### [What you are asked to do]
Where a line of the material contains the string "analysis", copy that line.

### [Dataset records]
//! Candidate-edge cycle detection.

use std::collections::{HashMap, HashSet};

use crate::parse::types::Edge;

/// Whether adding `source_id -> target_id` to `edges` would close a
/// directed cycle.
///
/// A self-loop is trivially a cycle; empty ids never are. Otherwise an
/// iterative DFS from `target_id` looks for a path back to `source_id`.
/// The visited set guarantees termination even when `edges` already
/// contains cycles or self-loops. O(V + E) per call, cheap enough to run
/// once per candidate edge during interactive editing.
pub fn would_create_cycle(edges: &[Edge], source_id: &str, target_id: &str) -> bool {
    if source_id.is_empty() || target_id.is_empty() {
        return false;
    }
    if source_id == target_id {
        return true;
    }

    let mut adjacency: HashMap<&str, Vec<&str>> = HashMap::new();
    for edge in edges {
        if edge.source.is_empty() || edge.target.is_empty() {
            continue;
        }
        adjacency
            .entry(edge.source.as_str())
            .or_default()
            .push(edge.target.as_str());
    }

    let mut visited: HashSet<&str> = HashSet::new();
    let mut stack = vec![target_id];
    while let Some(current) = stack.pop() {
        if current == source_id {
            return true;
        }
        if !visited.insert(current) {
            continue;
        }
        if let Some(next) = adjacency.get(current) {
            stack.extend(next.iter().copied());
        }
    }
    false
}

---

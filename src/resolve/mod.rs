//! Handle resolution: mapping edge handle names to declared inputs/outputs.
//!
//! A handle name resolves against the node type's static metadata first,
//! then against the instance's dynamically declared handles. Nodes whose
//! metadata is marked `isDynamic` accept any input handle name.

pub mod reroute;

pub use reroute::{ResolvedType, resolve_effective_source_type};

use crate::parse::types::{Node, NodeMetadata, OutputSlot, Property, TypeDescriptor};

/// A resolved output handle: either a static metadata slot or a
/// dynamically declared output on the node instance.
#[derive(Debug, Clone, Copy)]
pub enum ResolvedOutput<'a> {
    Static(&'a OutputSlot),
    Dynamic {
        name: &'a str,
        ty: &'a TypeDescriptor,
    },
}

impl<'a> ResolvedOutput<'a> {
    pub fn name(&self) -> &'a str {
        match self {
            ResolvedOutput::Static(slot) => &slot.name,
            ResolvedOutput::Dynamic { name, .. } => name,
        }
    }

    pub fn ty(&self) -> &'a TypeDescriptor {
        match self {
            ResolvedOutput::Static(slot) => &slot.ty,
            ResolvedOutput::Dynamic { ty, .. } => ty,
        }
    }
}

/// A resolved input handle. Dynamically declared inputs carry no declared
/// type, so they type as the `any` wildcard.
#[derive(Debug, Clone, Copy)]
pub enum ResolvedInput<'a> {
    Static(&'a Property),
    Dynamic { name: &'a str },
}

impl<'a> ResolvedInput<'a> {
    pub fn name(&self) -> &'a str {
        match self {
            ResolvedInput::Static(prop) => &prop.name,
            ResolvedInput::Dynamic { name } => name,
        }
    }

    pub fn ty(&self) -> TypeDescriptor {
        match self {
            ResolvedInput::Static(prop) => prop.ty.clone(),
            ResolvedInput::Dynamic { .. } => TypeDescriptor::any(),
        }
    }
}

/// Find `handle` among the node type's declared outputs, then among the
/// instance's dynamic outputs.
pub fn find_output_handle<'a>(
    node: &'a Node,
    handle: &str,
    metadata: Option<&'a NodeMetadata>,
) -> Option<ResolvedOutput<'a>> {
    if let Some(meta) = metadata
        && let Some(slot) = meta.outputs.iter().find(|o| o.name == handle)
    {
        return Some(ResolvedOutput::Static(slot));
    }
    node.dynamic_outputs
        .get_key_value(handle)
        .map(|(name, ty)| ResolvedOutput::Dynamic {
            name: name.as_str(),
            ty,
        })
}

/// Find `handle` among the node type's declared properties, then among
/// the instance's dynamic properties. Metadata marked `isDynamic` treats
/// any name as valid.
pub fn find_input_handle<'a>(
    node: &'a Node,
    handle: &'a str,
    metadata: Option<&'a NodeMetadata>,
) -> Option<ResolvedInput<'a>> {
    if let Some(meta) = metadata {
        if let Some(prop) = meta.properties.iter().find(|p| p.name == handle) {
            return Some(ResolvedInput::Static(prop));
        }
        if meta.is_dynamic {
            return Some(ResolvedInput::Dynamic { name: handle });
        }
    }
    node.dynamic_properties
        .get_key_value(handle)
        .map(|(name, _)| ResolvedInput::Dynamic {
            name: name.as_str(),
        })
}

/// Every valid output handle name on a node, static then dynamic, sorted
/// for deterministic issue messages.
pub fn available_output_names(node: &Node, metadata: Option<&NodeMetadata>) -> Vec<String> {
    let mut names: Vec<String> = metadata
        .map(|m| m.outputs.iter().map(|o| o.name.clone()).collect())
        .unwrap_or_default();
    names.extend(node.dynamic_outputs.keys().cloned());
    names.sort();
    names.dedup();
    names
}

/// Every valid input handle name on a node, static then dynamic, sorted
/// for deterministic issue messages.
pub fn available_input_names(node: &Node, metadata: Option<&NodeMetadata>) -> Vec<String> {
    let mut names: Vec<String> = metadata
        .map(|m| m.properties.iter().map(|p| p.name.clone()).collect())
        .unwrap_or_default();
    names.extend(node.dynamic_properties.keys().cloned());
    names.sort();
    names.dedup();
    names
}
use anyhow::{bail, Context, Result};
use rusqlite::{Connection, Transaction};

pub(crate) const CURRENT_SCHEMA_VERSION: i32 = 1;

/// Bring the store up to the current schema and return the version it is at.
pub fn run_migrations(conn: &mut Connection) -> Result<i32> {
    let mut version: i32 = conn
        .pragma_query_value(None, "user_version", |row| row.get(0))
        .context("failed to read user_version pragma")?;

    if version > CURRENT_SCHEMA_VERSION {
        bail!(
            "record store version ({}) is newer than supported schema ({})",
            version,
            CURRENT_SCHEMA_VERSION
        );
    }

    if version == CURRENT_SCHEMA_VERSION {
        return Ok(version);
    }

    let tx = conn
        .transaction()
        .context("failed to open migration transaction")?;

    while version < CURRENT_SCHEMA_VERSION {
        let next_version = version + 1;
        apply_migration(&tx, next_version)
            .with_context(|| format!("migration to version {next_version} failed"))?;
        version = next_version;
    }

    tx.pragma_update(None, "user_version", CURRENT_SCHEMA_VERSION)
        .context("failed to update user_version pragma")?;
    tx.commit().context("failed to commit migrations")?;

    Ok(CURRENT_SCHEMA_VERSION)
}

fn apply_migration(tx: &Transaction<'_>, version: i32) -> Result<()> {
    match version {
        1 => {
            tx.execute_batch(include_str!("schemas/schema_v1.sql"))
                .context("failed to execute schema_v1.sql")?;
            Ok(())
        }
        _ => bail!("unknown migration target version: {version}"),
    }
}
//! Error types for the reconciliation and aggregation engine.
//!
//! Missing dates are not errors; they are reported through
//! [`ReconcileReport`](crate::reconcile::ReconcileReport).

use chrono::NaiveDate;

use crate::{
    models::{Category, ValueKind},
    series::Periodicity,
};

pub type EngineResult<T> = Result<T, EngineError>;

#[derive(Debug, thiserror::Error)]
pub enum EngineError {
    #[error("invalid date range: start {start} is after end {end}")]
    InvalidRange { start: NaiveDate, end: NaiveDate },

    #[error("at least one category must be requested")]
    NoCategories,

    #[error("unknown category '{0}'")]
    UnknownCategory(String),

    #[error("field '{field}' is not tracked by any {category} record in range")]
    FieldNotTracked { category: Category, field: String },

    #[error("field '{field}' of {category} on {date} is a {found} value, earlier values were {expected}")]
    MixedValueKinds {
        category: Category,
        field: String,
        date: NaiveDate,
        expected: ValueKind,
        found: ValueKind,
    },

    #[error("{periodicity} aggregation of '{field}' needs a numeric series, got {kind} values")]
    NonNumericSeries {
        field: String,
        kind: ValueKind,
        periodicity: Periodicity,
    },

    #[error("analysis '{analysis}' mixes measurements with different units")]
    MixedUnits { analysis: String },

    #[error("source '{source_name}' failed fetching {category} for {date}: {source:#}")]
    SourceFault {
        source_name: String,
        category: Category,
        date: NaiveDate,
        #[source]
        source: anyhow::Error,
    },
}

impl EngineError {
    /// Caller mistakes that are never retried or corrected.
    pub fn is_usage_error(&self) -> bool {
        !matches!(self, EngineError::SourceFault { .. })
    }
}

### [Result of this task]
    #[error("analysis '{analysis}' mixes measurements with different units")]
    MixedUnits { analysis: String },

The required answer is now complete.